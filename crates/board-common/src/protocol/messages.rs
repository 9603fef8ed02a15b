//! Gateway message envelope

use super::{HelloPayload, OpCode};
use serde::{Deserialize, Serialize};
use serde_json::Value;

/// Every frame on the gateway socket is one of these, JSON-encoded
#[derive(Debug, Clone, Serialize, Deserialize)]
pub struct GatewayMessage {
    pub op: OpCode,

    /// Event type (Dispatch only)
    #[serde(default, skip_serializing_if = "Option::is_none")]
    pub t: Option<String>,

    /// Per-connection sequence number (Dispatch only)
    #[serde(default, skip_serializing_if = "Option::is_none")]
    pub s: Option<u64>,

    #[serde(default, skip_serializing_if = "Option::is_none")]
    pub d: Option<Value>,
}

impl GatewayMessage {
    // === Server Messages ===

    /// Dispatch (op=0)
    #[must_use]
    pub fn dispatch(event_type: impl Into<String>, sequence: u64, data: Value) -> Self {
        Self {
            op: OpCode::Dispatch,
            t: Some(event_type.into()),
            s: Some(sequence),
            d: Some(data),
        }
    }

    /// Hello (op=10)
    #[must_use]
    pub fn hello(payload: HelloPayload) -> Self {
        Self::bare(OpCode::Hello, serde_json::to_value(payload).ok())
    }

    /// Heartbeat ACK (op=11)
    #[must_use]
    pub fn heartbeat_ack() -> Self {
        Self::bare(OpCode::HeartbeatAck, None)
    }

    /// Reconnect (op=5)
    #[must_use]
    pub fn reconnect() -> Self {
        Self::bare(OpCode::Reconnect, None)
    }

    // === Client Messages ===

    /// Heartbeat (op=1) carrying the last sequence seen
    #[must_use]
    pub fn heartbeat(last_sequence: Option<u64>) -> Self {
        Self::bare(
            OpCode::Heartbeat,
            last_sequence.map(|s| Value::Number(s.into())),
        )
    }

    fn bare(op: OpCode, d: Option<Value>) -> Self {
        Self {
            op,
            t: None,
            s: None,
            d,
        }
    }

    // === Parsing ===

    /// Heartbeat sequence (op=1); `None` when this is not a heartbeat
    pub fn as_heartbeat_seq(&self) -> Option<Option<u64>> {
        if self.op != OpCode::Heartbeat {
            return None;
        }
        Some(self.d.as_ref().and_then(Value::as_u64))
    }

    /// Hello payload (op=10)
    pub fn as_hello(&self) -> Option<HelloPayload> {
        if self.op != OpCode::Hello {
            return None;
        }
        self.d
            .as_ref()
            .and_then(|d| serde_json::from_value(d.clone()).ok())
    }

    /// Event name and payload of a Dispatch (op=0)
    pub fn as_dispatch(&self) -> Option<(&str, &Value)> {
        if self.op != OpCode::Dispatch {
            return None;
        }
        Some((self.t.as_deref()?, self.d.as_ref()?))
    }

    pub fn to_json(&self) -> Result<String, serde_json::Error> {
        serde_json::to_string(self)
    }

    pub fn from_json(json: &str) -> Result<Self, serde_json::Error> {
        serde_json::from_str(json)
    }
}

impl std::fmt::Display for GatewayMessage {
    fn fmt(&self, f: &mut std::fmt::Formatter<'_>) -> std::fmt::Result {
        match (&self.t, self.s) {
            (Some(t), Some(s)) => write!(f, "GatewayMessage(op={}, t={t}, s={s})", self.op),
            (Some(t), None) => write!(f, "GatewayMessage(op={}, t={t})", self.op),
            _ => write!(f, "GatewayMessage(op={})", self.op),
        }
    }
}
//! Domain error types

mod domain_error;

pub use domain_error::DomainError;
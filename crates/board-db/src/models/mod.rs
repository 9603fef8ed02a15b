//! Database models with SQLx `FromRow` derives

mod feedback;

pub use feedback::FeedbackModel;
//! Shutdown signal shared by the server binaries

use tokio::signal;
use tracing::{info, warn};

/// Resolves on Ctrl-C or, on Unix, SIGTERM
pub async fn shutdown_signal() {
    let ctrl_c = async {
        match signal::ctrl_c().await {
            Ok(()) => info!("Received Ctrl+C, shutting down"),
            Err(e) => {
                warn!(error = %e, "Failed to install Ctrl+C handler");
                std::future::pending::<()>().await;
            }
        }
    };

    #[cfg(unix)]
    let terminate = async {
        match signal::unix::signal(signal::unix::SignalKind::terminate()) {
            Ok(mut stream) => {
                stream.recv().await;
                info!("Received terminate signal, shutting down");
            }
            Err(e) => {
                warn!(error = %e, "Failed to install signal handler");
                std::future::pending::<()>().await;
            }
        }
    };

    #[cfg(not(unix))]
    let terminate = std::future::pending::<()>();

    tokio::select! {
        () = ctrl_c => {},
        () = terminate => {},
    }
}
---+---
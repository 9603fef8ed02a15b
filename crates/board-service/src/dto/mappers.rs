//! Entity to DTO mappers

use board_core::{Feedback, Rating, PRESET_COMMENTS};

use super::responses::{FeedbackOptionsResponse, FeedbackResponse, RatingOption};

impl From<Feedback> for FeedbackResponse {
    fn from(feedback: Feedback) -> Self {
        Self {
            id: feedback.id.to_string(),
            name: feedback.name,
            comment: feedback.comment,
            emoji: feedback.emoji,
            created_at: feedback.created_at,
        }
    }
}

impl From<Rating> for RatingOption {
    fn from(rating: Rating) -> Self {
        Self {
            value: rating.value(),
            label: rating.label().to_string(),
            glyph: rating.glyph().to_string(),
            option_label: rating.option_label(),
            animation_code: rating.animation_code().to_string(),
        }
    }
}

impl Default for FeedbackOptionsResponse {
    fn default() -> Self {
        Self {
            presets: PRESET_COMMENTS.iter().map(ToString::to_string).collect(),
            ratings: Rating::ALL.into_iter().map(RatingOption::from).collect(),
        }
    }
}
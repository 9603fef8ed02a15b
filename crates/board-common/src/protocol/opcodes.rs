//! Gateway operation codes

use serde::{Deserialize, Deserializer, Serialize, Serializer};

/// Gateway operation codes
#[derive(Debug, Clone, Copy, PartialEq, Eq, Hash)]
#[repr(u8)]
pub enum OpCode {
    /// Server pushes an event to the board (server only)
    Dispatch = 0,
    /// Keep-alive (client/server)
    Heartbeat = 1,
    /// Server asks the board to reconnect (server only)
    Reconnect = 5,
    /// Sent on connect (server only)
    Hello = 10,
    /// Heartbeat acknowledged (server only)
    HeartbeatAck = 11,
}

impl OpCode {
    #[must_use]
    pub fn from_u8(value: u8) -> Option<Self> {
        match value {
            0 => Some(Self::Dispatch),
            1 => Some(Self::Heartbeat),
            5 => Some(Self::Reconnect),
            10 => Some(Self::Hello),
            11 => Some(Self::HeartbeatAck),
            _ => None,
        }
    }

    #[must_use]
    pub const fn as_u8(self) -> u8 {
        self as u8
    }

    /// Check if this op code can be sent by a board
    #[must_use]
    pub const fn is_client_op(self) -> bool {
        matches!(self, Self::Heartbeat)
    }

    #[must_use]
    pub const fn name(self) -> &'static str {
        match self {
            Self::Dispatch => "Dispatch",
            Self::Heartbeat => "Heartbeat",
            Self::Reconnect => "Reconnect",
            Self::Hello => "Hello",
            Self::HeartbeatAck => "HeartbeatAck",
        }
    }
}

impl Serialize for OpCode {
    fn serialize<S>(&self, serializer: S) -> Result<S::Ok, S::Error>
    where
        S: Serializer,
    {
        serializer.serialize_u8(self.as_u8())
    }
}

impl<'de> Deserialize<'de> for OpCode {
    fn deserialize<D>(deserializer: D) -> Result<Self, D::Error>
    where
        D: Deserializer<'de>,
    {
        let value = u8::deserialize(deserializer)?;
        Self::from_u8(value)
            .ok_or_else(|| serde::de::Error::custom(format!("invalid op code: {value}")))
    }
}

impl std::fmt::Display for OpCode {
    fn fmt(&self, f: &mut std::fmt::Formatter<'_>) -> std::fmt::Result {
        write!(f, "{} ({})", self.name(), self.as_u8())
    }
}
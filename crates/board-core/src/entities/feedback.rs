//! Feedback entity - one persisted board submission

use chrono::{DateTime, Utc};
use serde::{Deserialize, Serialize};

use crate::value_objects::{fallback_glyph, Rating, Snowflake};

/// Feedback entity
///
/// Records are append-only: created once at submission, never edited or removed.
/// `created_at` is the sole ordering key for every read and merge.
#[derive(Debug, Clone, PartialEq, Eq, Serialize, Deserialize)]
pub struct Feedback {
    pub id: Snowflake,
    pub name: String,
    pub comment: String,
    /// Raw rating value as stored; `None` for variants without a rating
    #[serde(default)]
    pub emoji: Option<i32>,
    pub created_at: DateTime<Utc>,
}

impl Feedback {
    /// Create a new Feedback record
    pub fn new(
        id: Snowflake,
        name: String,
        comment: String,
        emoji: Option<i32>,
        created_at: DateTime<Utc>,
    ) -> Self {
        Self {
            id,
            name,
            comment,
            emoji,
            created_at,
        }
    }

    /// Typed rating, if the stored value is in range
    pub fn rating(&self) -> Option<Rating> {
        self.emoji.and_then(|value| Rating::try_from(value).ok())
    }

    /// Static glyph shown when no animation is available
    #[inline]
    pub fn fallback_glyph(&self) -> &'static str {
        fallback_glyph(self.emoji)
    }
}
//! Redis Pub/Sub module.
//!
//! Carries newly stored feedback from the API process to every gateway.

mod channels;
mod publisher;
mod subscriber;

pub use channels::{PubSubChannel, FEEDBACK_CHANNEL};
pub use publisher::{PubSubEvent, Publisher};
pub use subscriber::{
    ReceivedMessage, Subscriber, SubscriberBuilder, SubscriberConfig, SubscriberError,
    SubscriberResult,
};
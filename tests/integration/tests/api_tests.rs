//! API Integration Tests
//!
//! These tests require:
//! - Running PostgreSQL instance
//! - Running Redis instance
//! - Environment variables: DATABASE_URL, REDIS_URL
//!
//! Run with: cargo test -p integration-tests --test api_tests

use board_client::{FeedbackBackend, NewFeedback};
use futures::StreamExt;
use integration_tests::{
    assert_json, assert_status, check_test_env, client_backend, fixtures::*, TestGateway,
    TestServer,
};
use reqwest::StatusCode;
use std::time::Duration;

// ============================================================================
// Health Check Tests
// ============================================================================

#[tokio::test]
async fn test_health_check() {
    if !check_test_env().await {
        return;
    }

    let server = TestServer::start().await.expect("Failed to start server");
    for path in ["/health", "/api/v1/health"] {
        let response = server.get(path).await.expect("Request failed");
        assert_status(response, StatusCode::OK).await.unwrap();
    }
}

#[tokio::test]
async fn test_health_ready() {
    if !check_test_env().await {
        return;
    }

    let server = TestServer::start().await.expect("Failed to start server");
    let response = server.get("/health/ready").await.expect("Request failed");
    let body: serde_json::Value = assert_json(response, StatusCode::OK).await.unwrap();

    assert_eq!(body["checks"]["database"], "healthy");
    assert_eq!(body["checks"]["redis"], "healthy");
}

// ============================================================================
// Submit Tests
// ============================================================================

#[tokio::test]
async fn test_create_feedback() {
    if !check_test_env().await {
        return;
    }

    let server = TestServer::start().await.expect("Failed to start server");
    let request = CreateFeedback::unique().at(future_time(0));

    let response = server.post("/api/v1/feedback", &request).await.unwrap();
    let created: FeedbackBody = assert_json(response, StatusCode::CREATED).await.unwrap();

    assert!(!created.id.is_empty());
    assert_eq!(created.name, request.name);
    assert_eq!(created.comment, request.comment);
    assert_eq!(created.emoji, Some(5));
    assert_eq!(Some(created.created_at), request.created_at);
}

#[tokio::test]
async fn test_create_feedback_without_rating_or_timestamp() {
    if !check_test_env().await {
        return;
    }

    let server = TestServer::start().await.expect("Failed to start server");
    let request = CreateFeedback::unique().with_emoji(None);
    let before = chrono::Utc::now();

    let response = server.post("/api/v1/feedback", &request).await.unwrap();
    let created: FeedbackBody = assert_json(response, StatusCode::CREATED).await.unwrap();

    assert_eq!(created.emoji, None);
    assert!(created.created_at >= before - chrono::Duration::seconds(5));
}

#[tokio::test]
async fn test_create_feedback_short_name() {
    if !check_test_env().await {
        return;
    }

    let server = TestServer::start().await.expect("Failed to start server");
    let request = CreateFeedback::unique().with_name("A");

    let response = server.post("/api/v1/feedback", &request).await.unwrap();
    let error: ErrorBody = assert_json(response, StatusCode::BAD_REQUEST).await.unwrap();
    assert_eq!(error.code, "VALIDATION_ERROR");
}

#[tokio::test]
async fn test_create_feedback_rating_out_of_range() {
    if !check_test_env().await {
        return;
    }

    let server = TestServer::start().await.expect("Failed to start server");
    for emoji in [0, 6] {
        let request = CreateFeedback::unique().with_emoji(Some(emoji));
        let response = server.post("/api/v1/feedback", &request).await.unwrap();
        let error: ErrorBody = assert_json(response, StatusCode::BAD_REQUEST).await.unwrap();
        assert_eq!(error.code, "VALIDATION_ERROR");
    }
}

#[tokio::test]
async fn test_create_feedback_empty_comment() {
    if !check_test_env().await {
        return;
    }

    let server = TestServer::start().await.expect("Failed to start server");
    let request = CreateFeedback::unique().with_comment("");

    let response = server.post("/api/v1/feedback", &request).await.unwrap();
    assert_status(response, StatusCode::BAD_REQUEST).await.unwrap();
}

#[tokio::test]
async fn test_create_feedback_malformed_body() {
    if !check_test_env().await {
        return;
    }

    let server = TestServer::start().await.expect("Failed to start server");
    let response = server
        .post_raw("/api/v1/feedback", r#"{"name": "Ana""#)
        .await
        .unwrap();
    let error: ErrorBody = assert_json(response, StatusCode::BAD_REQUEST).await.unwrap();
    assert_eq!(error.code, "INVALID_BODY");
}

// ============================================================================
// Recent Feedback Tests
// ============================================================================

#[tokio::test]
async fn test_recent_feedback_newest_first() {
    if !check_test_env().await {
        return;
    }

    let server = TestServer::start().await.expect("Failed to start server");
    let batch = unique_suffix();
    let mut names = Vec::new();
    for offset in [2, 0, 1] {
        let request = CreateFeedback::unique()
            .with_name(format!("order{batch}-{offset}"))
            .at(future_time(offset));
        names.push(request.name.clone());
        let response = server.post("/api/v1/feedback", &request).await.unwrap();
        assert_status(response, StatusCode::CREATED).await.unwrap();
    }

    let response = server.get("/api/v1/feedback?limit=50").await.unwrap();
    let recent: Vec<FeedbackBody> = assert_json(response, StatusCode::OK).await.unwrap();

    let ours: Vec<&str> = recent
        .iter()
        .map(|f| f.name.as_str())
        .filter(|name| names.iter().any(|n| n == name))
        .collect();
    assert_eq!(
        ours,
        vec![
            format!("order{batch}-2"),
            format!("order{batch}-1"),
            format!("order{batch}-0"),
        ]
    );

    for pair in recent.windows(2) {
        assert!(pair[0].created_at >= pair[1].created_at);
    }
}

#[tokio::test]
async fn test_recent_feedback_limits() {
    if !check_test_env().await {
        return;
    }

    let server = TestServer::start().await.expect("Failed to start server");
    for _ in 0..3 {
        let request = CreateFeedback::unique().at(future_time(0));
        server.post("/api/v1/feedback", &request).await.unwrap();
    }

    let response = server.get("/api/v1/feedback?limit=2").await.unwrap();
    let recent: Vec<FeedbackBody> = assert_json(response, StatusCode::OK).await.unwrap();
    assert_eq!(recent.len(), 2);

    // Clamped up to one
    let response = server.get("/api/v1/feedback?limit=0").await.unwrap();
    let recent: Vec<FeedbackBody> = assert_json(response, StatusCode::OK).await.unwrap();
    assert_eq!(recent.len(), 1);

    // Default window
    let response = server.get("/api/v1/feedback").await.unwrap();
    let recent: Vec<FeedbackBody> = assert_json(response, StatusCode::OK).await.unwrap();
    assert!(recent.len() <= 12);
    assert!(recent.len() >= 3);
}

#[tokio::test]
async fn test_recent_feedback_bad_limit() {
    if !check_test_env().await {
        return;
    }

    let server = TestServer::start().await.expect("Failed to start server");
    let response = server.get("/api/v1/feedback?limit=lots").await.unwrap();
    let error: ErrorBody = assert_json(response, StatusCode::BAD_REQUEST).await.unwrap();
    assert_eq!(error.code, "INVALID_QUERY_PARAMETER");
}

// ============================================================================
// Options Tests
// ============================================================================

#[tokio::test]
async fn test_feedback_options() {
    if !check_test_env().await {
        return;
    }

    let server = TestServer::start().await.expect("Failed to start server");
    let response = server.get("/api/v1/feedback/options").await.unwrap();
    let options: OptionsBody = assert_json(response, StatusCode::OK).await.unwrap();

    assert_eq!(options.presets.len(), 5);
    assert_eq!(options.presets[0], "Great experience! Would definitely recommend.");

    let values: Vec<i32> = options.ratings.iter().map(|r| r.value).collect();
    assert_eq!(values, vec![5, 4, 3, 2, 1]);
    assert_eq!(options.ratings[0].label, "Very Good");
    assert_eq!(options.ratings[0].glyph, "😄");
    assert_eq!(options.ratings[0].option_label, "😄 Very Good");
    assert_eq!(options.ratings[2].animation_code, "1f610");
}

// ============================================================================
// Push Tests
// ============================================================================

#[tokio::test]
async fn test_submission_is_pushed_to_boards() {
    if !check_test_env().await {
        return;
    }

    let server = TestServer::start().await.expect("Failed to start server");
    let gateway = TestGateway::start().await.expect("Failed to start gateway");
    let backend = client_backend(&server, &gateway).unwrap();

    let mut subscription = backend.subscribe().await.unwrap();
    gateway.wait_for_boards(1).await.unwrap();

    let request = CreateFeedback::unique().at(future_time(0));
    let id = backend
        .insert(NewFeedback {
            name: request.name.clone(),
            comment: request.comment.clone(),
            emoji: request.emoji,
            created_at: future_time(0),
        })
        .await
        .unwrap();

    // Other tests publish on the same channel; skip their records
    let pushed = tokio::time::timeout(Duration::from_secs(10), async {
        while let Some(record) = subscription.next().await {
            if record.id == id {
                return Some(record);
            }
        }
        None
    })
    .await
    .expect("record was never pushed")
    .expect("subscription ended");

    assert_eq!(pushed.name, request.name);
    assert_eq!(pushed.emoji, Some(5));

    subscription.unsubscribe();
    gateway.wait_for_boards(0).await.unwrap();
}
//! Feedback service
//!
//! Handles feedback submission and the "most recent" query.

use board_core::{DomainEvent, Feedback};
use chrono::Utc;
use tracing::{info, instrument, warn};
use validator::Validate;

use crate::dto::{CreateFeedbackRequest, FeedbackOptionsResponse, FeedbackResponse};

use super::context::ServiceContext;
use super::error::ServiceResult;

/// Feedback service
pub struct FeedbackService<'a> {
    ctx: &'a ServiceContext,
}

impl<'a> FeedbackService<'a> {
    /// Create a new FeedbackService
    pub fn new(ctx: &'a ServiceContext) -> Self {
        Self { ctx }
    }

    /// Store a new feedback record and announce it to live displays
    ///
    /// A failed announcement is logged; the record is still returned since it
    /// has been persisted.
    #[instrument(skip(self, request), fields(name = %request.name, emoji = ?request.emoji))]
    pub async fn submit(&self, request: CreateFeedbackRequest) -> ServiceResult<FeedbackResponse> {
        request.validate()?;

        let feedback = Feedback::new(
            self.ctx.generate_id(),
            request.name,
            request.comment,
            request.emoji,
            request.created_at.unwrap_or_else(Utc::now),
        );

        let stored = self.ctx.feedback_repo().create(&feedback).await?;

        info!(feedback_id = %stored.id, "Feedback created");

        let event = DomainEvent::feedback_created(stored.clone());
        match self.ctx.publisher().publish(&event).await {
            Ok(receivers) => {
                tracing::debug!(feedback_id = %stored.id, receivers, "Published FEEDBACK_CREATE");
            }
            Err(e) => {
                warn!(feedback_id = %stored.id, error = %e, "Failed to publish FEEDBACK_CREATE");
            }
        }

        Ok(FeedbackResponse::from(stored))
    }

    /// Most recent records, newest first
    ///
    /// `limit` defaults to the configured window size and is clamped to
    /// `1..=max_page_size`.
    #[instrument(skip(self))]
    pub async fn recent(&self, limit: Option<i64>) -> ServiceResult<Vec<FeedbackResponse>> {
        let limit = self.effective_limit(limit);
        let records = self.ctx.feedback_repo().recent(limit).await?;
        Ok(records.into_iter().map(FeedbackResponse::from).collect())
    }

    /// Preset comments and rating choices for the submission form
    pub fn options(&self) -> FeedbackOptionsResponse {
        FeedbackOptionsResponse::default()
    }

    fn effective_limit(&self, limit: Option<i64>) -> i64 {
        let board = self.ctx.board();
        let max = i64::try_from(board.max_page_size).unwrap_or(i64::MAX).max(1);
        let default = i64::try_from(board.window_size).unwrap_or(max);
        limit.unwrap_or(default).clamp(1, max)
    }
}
---+---
**Work to complete**
Of the records above, copy each line that includes "terminate".

**Result of this task**
    let terminate = async {
        match signal::unix::signal(signal::unix::SignalKind::terminate()) {
                info!("Received terminate signal, shutting down");
    let terminate = std::future::pending::<()>();
        () = terminate => {},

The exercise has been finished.